The main ‘carrot’ offered with employee owner status is the fact that the shares will be exempt from capital gains tax (CGT). The idea is that fast-growing businesses can use this as a real incentive for staff. However, as with so many things in life, there is a catch!
In order to benefit from being an employee owner, the employee will have to agree to give up the following rights:
- The right to claim unfair dismissal (but note however that this does not apply to claims for automatically unfair dismissal such as for whistleblowing, pregnancy etc)
- The right to claim a statutory redundancy payment
- The right to request flexible working (other than on return from parental leave)
- The right to request time off for training
The employee would also have to give 16 weeks’ notice of early return from maternity or adoption leave (as opposed to the 8 weeks normally required)
George Osborne believes that the plans maximise flexibility and promote a competitive environment.
Valuations – One of the big difficulties with these plans is how shares will be valued, particularly in small and medium private companies. There is no agreed method for this and it is often a source of disputes between shareholders. A valuation will have to be undertaken to establish that the shares fall within the range necessary for employee owner status to apply.
Contracts – At the moment, the consultation is silent on how the new status would be documented. Would there be specific documentation to be signed to confirm ‘employee owner’ status, or would the issue of the shares be sufficient? Would the individual need to be told the implications of what he or she is agreeing to (as they do when they agree to a Compromise Agreement)? As we all know from investment advertisements, the value of shares can go down as well as up and employee owners may find they come away with less than they invested.

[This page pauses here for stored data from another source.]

//! CPU and memory accounting through the sysinfo crate (every platform).

use sysinfo::System;

use crate::error::QueryError;
use crate::hardware::source::{Capability, CpuIntrospection, CpuRecord, MemoryAccounting, QueryResult};

#[derive(Debug, Default, Clone, Copy)]
pub struct SysinfoCpu;

impl Capability for SysinfoCpu {
    fn name(&self) -> &str {
        "CPU introspection (sysinfo)"
    }

    fn is_available(&self) -> bool {
        sysinfo::IS_SUPPORTED_SYSTEM
    }
}

impl CpuIntrospection for SysinfoCpu {
    fn read_cpu(&self) -> QueryResult<CpuRecord> {
        let mut sys = System::new();
        sys.refresh_cpu_all();

        let cpus = sys.cpus();
        if cpus.is_empty() {
            return Err(QueryError::query("no processors reported"));
        }

        let brand = Some(cpus[0].brand().trim().to_string()).filter(|b| !b.is_empty());

        Ok(CpuRecord {
            brand,
            physical_cores: sys.physical_core_count(),
            logical_cores: cpus.len(),
        })
    }
}

#[derive(Debug, Default, Clone, Copy)]
pub struct SysinfoMemory;

impl MemoryAccounting for SysinfoMemory {
    fn total_bytes(&self) -> u64 {
        let mut sys = System::new();
        sys.refresh_memory();
        sys.total_memory()
    }
}
use tracing::{debug, warn};

use crate::error::QueryError;
use crate::hardware::source::CpuIntrospection;
use crate::hardware::types::{Collected, CpuInfo, Sentinel};

const UNKNOWN_BRAND: &str = "Unknown CPU";

pub fn collect_cpu(cpu: &dyn CpuIntrospection) -> Collected<CpuInfo> {
    if !cpu.is_available() {
        warn!("{} not available, skipping CPU", cpu.name());
        return Collected::Sentinel(Sentinel::from_query_error(&QueryError::unavailable(cpu.name())));
    }

    let record = match cpu.read_cpu() {
        Ok(record) => record,
        Err(e) => {
            warn!("CPU query failed: {}", e);
            return Collected::Sentinel(Sentinel::from_query_error(&e));
        }
    };

    let brand = record
        .brand
        .map(|b| b.trim().to_string())
        .filter(|b| !b.is_empty())
        .unwrap_or_else(|| UNKNOWN_BRAND.to_string());

    // Some hypervisors hide topology; report threads as cores then
    let physical_cores = record.physical_cores.unwrap_or(record.logical_cores);

    debug!("CPU: {} ({} cores / {} threads)", brand, physical_cores, record.logical_cores);

    Collected::Value(CpuInfo {
        brand,
        physical_cores,
        logical_cores: record.logical_cores,
    })
}
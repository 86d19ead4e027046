use tracing::debug;

use crate::hardware;
use crate::hardware::source::Sources;
use crate::hardware::source_sysinfo::{SysinfoCpu, SysinfoMemory};
use crate::hardware::types::HardwareSnapshot;

#[cfg(target_os = "linux")]
use crate::hardware::source_linux::{SysfsManagement, SysfsStorage};
#[cfg(windows)]
use crate::hardware::source_windows::{WmiManagement, WmiStorage};
#[cfg(not(any(target_os = "linux", windows)))]
use crate::hardware::source::Unsupported;

/// Takes one snapshot of this machine using the platform's own backends.
pub fn gather_system_info() -> HardwareSnapshot {
    #[cfg(target_os = "linux")]
    let (management, storage) = (SysfsManagement::default(), SysfsStorage::default());

    #[cfg(windows)]
    let (management, storage) = (WmiManagement, WmiStorage);

    #[cfg(not(any(target_os = "linux", windows)))]
    let (management, storage) = (Unsupported, Unsupported);

    let sources = Sources {
        cpu: &SysinfoCpu,
        memory: &SysinfoMemory,
        management: &management,
        storage: &storage,
    };
    gather_with(&sources)
}

/// Runs the five category collectors in order. Each one folds its own
/// failures into sentinels, so this never fails.
pub fn gather_with(sources: &Sources<'_>) -> HardwareSnapshot {
    debug!("Collecting hardware snapshot");

    let cpu = hardware::collect_cpu(sources.cpu);
    let motherboard = hardware::collect_motherboard(sources.management);
    let ram = hardware::collect_ram(sources.memory, sources.management);
    let gpu = hardware::collect_gpu(sources.management);
    let storage = hardware::collect_storage(sources.storage);

    HardwareSnapshot {
        cpu,
        motherboard,
        gpu,
        ram,
        storage,
    }
}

Optional – If it becomes law, there will be no obligation on employers to offer this new status either to new employees or existing employees. However, if an employer did decide to offer it to all new starters, then they may feel unable to say no – the job market at the moment means that employers hold even more of the bargaining power than they usually do.
Tax – Although the shares will be exempt from CGT, they will still potentially attract income tax and National Insurance contributions, and when they are sold there will be stamp duty to pay. It is also worth mentioning that the annual allowance for CGT is currently £10,600 so the employee owner’s gain would need to be more than this in order for them to get any real benefit from waiving their rights.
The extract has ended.